The second way the bounds 308 are used is illustrated in Block 417 of FIG. 4, which is to just highlight regions where the image parameters 311 fall outside the model bounds 308. For example, in FIG. 4, the design layout 309 is used to obtain the simulated image 311 from the optical model 310, as in FIG. 3. However, in this example, the photoresist model 307 is used to compute the resist response 415 to the simulated images 311, but if the images are outside the bounds 308 of the calibrated data (Block 420), then these resist responses corresponding to the out of bounds simulated image parameters are tagged (Block 421). In this way, these regions of the resist image 415 can be shown to have questionable model accuracy. Again in this case, only the one-dimensional model bounds 308 have been used to highlight regions of questionable model accuracy.
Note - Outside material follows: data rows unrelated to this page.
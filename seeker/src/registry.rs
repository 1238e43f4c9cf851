//! Registry of declared document types.
//!
//! Built once at start-up and read afterwards: `register` takes `&mut self`,
//! so registration is serialized by construction and a finished registry can
//! be shared behind an `Arc`. Registrations are never removed; tests that need
//! isolation build a fresh `Registry`.

use std::collections::HashMap;
use std::ops::{Deref, DerefMut};
use std::sync::Arc;
use tracing::{debug, info};

use crate::errors::RegistrationError;
use crate::mapping::IndexableRef;
use crate::source::EntityType;

/// An installed application module that declares document types.
#[derive(Debug, Clone, PartialEq, Eq)]
pub struct AppConfig {
    /// Full module name, used for the installed check.
    pub name: String,
    /// Short label, used to group mappings.
    pub label: String,
}

impl AppConfig {
    pub fn new(name: impl Into<String>, label: impl Into<String>) -> Self {
        Self {
            name: name.into(),
            label: label.into(),
        }
    }
}

fn same_mapping(a: &IndexableRef, b: &IndexableRef) -> bool {
    Arc::as_ptr(a) as *const () == Arc::as_ptr(b) as *const ()
}

/// Process-wide table of document mappings.
#[derive(Default)]
pub struct Registry {
    installed: Vec<AppConfig>,
    mappings: Vec<IndexableRef>,
    entity_mappings: HashMap<String, Vec<IndexableRef>>,
    doc_type_entities: HashMap<String, Arc<EntityType>>,
    app_mappings: HashMap<String, Vec<IndexableRef>>,
    current_app: Option<String>,
}

impl Registry {
    /// Empty registry that accepts mappings owned by `installed` apps.
    pub fn new(installed: Vec<AppConfig>) -> Self {
        Self {
            installed,
            ..Self::default()
        }
    }

    fn check_installed(&self, app: &AppConfig) -> Result<(), RegistrationError> {
        if self.installed.iter().any(|installed| installed.name == app.name) {
            Ok(())
        } else {
            Err(RegistrationError::AppNotInstalled(app.name.clone()))
        }
    }

    /// Register a document mapping.
    ///
    /// Registering the same mapping object twice is a no-op. The mapping is
    /// grouped under `app` when given, otherwise under the application
    /// entered with `enter_app`, otherwise under no application at all.
    ///
    /// # Returns
    ///
    /// * `Ok(())` - The mapping is registered
    /// * `Err(RegistrationError::AppNotInstalled)` - If `app` is not an installed application
    /// * `Err(RegistrationError::InvalidMapping)` - If the mapping has no document type or index name
    pub fn register(
        &mut self,
        mapping: IndexableRef,
        app: Option<&AppConfig>,
    ) -> Result<(), RegistrationError> {
        let declaration = mapping.mapping();
        if declaration.doc_type().is_empty() {
            return Err(RegistrationError::invalid_mapping(
                "document type name is empty",
            ));
        }
        if declaration.index().is_empty() {
            return Err(RegistrationError::invalid_mapping(format!(
                "{} has an empty index name",
                declaration.doc_type()
            )));
        }
        if let Some(app) = app {
            self.check_installed(app)?;
        }

        if self.is_registered(&mapping) {
            debug!(doc_type = %declaration.doc_type(), "Mapping already registered");
            return Ok(());
        }

        self.mappings.push(Arc::clone(&mapping));

        if let Some(entity) = declaration.entity_type() {
            self.entity_mappings
                .entry(entity.name().to_string())
                .or_default()
                .push(Arc::clone(&mapping));
            self.doc_type_entities
                .insert(declaration.doc_type().to_string(), Arc::clone(entity));
        }

        let owner = app
            .map(|app| app.label.clone())
            .or_else(|| self.current_app.clone());
        match owner {
            Some(label) => self
                .app_mappings
                .entry(label)
                .or_default()
                .push(Arc::clone(&mapping)),
            None => debug!(doc_type = %declaration.doc_type(), "No owning application"),
        }

        info!(
            doc_type = %declaration.doc_type(),
            index = %declaration.index(),
            entity = ?declaration.entity_type().map(|entity| entity.name()),
            "Registered document mapping"
        );
        Ok(())
    }

    /// Make `app` the owner of mappings registered without an explicit
    /// application until the returned scope is dropped.
    pub fn enter_app(&mut self, app: &AppConfig) -> Result<AppScope<'_>, RegistrationError> {
        self.check_installed(app)?;
        let previous = self.current_app.replace(app.label.clone());
        Ok(AppScope {
            registry: self,
            previous,
        })
    }

    pub fn is_registered(&self, mapping: &IndexableRef) -> bool {
        self.mappings
            .iter()
            .any(|registered| same_mapping(registered, mapping))
    }

    /// Every registered mapping, in registration order.
    pub fn mappings(&self) -> &[IndexableRef] {
        &self.mappings
    }

    /// Mappings backed by the named entity type, in registration order.
    pub fn mappings_for_entity(&self, entity: &str) -> &[IndexableRef] {
        self.entity_mappings
            .get(entity)
            .map(Vec::as_slice)
            .unwrap_or_default()
    }

    /// Entity type backing a document type, if any.
    pub fn entity_for_doc_type(&self, doc_type: &str) -> Option<&Arc<EntityType>> {
        self.doc_type_entities.get(doc_type)
    }

    /// Mappings owned by the application with this label.
    pub fn mappings_for_app(&self, label: &str) -> &[IndexableRef] {
        self.app_mappings
            .get(label)
            .map(Vec::as_slice)
            .unwrap_or_default()
    }
}

impl std::fmt::Debug for Registry {
    fn fmt(&self, f: &mut std::fmt::Formatter<'_>) -> std::fmt::Result {
        f.debug_struct("Registry")
            .field(
                "doc_types",
                &self
                    .mappings
                    .iter()
                    .map(|mapping| mapping.mapping().doc_type())
                    .collect::<Vec<_>>(),
            )
            .field("apps", &self.app_mappings.keys().collect::<Vec<_>>())
            .field("current_app", &self.current_app)
            .finish()
    }
}

/// Registration scope for one application. Restores the previous owner on drop.
pub struct AppScope<'a> {
    registry: &'a mut Registry,
    previous: Option<String>,
}

impl Deref for AppScope<'_> {
    type Target = Registry;

    fn deref(&self) -> &Registry {
        self.registry
    }
}

impl DerefMut for AppScope<'_> {
    fn deref_mut(&mut self) -> &mut Registry {
        self.registry
    }
}

impl Drop for AppScope<'_> {
    fn drop(&mut self) {
        self.registry.current_app = self.previous.take();
    }
}
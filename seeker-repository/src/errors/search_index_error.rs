//! Search index error types.
//!
//! This module defines the unified error type for all search transport
//! operations, covering both backend failures and caller mistakes.

use thiserror::Error;

/// Unified errors from search index operations.
///
/// Used by the `SearchIndexProvider` trait, `SearchIndexService` and
/// `Connections`. Retrying is left to the caller; nothing in this crate
/// retries a failed request.
#[derive(Debug, Clone, Error)]
pub enum SearchIndexError {
    /// Validation error (e.g., empty document ids, invalid document type names).
    #[error("Validation error: {0}")]
    ValidationError(String),

    /// Failed to establish connection to the search index backend.
    #[error("Connection error: {0}")]
    ConnectionError(String),

    /// No connection is registered under the requested identifier.
    #[error("Unknown connection: {0}")]
    UnknownConnection(String),

    /// Bulk indexing operation failed as a whole.
    #[error("Bulk index error: {0}")]
    BulkIndexError(String),

    /// Failed to delete a document in a bulk delete.
    #[error("Delete error: {0}")]
    DeleteError(String),

    /// Failed to inspect, create or delete a document type mapping.
    #[error("Mapping error: {0}")]
    MappingError(String),

    /// Failed to flush an index.
    #[error("Flush error: {0}")]
    FlushError(String),

    /// Failed to parse response from search index backend.
    #[error("Parse error: {0}")]
    ParseError(String),

    /// Batch size exceeds configured maximum.
    #[error("Batch size {provided} exceeds maximum {max}")]
    BatchSizeExceeded { provided: usize, max: usize },
}

impl SearchIndexError {
    /// Create a validation error.
    pub fn validation(msg: impl Into<String>) -> Self {
        Self::ValidationError(msg.into())
    }

    /// Create a connection error.
    pub fn connection(msg: impl Into<String>) -> Self {
        Self::ConnectionError(msg.into())
    }

    /// Create an unknown connection error.
    pub fn unknown_connection(alias: impl Into<String>) -> Self {
        Self::UnknownConnection(alias.into())
    }

    /// Create a bulk index error.
    pub fn bulk_index(msg: impl Into<String>) -> Self {
        Self::BulkIndexError(msg.into())
    }

    /// Create a delete error.
    pub fn delete(msg: impl Into<String>) -> Self {
        Self::DeleteError(msg.into())
    }

    /// Create a mapping error.
    pub fn mapping(msg: impl Into<String>) -> Self {
        Self::MappingError(msg.into())
    }

    /// Create a flush error.
    pub fn flush(msg: impl Into<String>) -> Self {
        Self::FlushError(msg.into())
    }

    /// Create a parse error.
    pub fn parse(msg: impl Into<String>) -> Self {
        Self::ParseError(msg.into())
    }

    /// Create a batch size exceeded error.
    pub fn batch_size_exceeded(provided: usize, max: usize) -> Self {
        Self::BatchSizeExceeded { provided, max }
    }
}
In this case, the resist model 307 is allowed to use the out-of-bounds image parameters as computed by the optical model (Block 310) and return a modeled resist response 414. However, the modeled resist image 415 may have portions marked as having large uncertainty. Such tags merely highlight regions that are “uncertain” without providing a quantitative measure of the uncertainty. In addition, the cutoff between “certain” and “uncertain” is based solely on the one-dimensional model bounds 308.
In view of the foregoing, it would be desirable to provide a method to quantify the uncertainty of resist or other polynomial models of image parameters.